I have not interfered with the investigation. It was undertaken by an official in my Department. I am not in a position to say who did what, or to give the Deputy any confirmation of that, nor indeed on the conclusion of it.

Taoiseach's Meetings and Engagements

Questions (4, 5)

Seán Haughey

Question:

4. Deputy Seán Haughey asked the Taoiseach if he will report to Dáil Éireann on his recent meeting with the leader of the Democratic Unionist Party. [42366/21]

View answer

Neale Richmond

Question:

5. Deputy Neale Richmond asked the Taoiseach if he will report on his most recent discussions with the First and deputy First Ministers of Northern Ireland. [43739/21]

View answer

Oral answers (6 contributions)

I propose to take Questions Nos. 4 and 5 together.

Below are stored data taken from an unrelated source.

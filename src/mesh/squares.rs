//! Marching-squares cells over a node arena.
//!
//! Every grid cell owns a control node plus the two midpoint nodes "above" and
//! "to the right" of it. A square is assembled from four neighbouring control
//! nodes and borrows their midpoints, so an edge midpoint between two squares is
//! one node, never two.

use crate::grid::CaveGrid;
use crate::mesh::Vec3;
use crate::tilemap::Tilemap;

/// Index into a [`NodeArena`].
#[derive(Clone, Copy, Debug, PartialEq, Eq, Hash)]
pub struct NodeId(pub usize);

/// A vertex candidate. It receives a vertex index the first time a triangle uses it.
#[derive(Clone, Copy, Debug, PartialEq)]
pub struct Node {
    pub pos: Vec3,
    pub vertex: Option<u32>,
}

#[derive(Clone, Debug, Default)]
pub struct NodeArena {
    nodes: Vec<Node>,
}

impl NodeArena {
    pub fn with_capacity(n: usize) -> Self {
        Self {
            nodes: Vec::with_capacity(n),
        }
    }

    pub fn push(&mut self, pos: Vec3) -> NodeId {
        self.nodes.push(Node { pos, vertex: None });
        NodeId(self.nodes.len() - 1)
    }

    pub fn get(&self, id: NodeId) -> &Node {
        &self.nodes[id.0]
    }

    /// Vertex index of `id`, appending its position to `vertices` on first use.
    pub fn assign_vertex(&mut self, id: NodeId, vertices: &mut Vec<Vec3>) -> u32 {
        let node = &mut self.nodes[id.0];
        match node.vertex {
            Some(v) => v,
            None => {
                let v = vertices.len() as u32;
                vertices.push(node.pos);
                node.vertex = Some(v);
                v
            }
        }
    }

    pub fn len(&self) -> usize {
        self.nodes.len()
    }

    pub fn is_empty(&self) -> bool {
        self.nodes.is_empty()
    }
}

/// A node on a true grid corner.
#[derive(Clone, Copy, Debug, PartialEq, Eq)]
pub struct ControlNode {
    pub node: NodeId,
    /// Source cell is wall
    pub active: bool,
    /// Midpoint half a cell towards +z
    pub above: NodeId,
    /// Midpoint half a cell towards +x
    pub right: NodeId,
}

/// One marching-squares cell.
#[derive(Clone, Copy, Debug, PartialEq, Eq)]
pub struct Square {
    pub top_left: ControlNode,
    pub top_right: ControlNode,
    pub bottom_right: ControlNode,
    pub bottom_left: ControlNode,
    pub centre_top: NodeId,
    pub centre_right: NodeId,
    pub centre_bottom: NodeId,
    pub centre_left: NodeId,
    /// Active corners: top-left 8, top-right 4, bottom-right 2, bottom-left 1
    pub configuration: u8,
}

impl Square {
    pub fn new(top_left: ControlNode, top_right: ControlNode, bottom_right: ControlNode, bottom_left: ControlNode) -> Self {
        let mut configuration = 0;
        if top_left.active {
            configuration |= 8;
        }
        if top_right.active {
            configuration |= 4;
        }
        if bottom_right.active {
            configuration |= 2;
        }
        if bottom_left.active {
            configuration |= 1;
        }
        Self {
            top_left,
            top_right,
            bottom_right,
            bottom_left,
            centre_top: top_left.right,
            centre_right: bottom_right.above,
            centre_bottom: bottom_left.right,
            centre_left: bottom_left.above,
            configuration,
        }
    }
}

/// All squares of a grid plus the arena holding their nodes.
pub struct SquareGrid {
    pub nodes: NodeArena,
    /// `(width - 1) x (height - 1)` squares
    pub squares: Tilemap<Square>,
}

impl SquareGrid {
    /// Build control nodes (one per cell, wall = active) centred on the origin, then
    /// one square per 2x2 block. Grids narrower than 2 cells have no squares.
    pub fn new(grid: &CaveGrid, cell_size: f32) -> Self {
        let count_x = grid.width;
        let count_y = grid.height;
        let map_width = count_x as f32 * cell_size;
        let map_height = count_y as f32 * cell_size;
        let half = cell_size / 2.0;

        let mut nodes = NodeArena::with_capacity(count_x * count_y * 3);
        let mut controls: Vec<ControlNode> = Vec::with_capacity(count_x * count_y);
        for x in 0..count_x {
            for y in 0..count_y {
                let pos = Vec3::new(
                    -map_width / 2.0 + x as f32 * cell_size + half,
                    0.0,
                    -map_height / 2.0 + y as f32 * cell_size + half,
                );
                let node = nodes.push(pos);
                let above = nodes.push(pos + Vec3::FORWARD * half);
                let right = nodes.push(pos + Vec3::RIGHT * half);
                controls.push(ControlNode {
                    node,
                    active: grid.get(x, y).is_wall(),
                    above,
                    right,
                });
            }
        }
        let control = |x: usize, y: usize| controls[x * count_y + y];

        let sq_w = count_x.saturating_sub(1);
        let sq_h = count_y.saturating_sub(1);
        let mut squares = Vec::with_capacity(sq_w * sq_h);
        for y in 0..sq_h {
            for x in 0..sq_w {
                squares.push(Square::new(
                    control(x, y + 1),
                    control(x + 1, y + 1),
                    control(x + 1, y),
                    control(x, y),
                ));
            }
        }

        Self {
            nodes,
            squares: Tilemap::from_vec(sq_w, sq_h, squares),
        }
    }
}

I spoke with Paul Givan, First Minister, at the British-Irish Association conference in Oxford on 3 September. My most recent detailed engagement with him and with the deputy First Minister was on 30 July when I chaired the latest plenary meeting of the North-South Ministerial Council via videoconference. This wide-ranging discussion between our two governments covered the ongoing co-operation between North and South in response to the Covid-19 pandemic, including the roll-out of vaccines and the gradual reopening of society, developments in the delivery of the New Decade, New Approach commitments, the development of the PEACE PLUS programme, corporate governance matters, and board appointments. Following the meeting, the Tánaiste and I participated in a joint conference with the First Minister and deputy First Minister.

I hosted a meeting with Sir Jeffrey Donaldson in Government Buildings on 27 August. We had a good discussion on likely developments over the months ahead. I emphasised to him the importance of the stability and proper functioning of the institutions of the Good Friday Agreement. On the Northern Ireland protocol, he outlined the serious difficulties and concerns that the unionist community have with the protocol. I stressed that this Government was focused on supporting practical solutions and on reducing friction where possible and that we have been active in engaging with our EU partners on issues relating to the protocol. I also outlined our ongoing outreach with stakeholders in Northern Ireland, and that we are listening carefully to the concerns of the unionist community. We also discussed legacy issues, North-South co-operation, Covid-19 and Afghanistan. We agreed to remain in contact on these and on any other matters of mutual concern.

As the Taoiseach knows, the new DUP leader has threatened to collapse the Northern Ireland Executive unless the Northern Ireland protocol is effectively set aside. He has also said that his party will not co-operate with the institutions established under the Good Friday Agreement, in particular the North-South Ministerial Council. This cannot be allowed to happen. The Taoiseach must do everything possible to persuade him not to do that. We saw what happened when Sinn Féin deliberately collapsed the institutions previously. Government in Northern Ireland effectively ceased, domestic problems piled up, a political vacuum opened up and opportunities for violence emerged. We know that there are electoral considerations behind the move by the DUP leader, but we must do everything possible to resolve the outstanding issues in respect of the Northern Ireland protocol. The UK wants to renegotiate the withdrawal agreement and the protocol. That is not going to happen, but the outstanding issues need to be resolved. The EU needs to be flexible. I welcome the recent visit by Commission Vice President, Maroš Šefčovič, to Northern Ireland, where he engaged with all the relevant stakeholders. The issues of medicines and pets, for example, have been sorted out, but further compromises and solutions are needed. In the Taoiseach’s discussions with Sir Jeffrey Donaldson, did he see a pathway to sort out these problems?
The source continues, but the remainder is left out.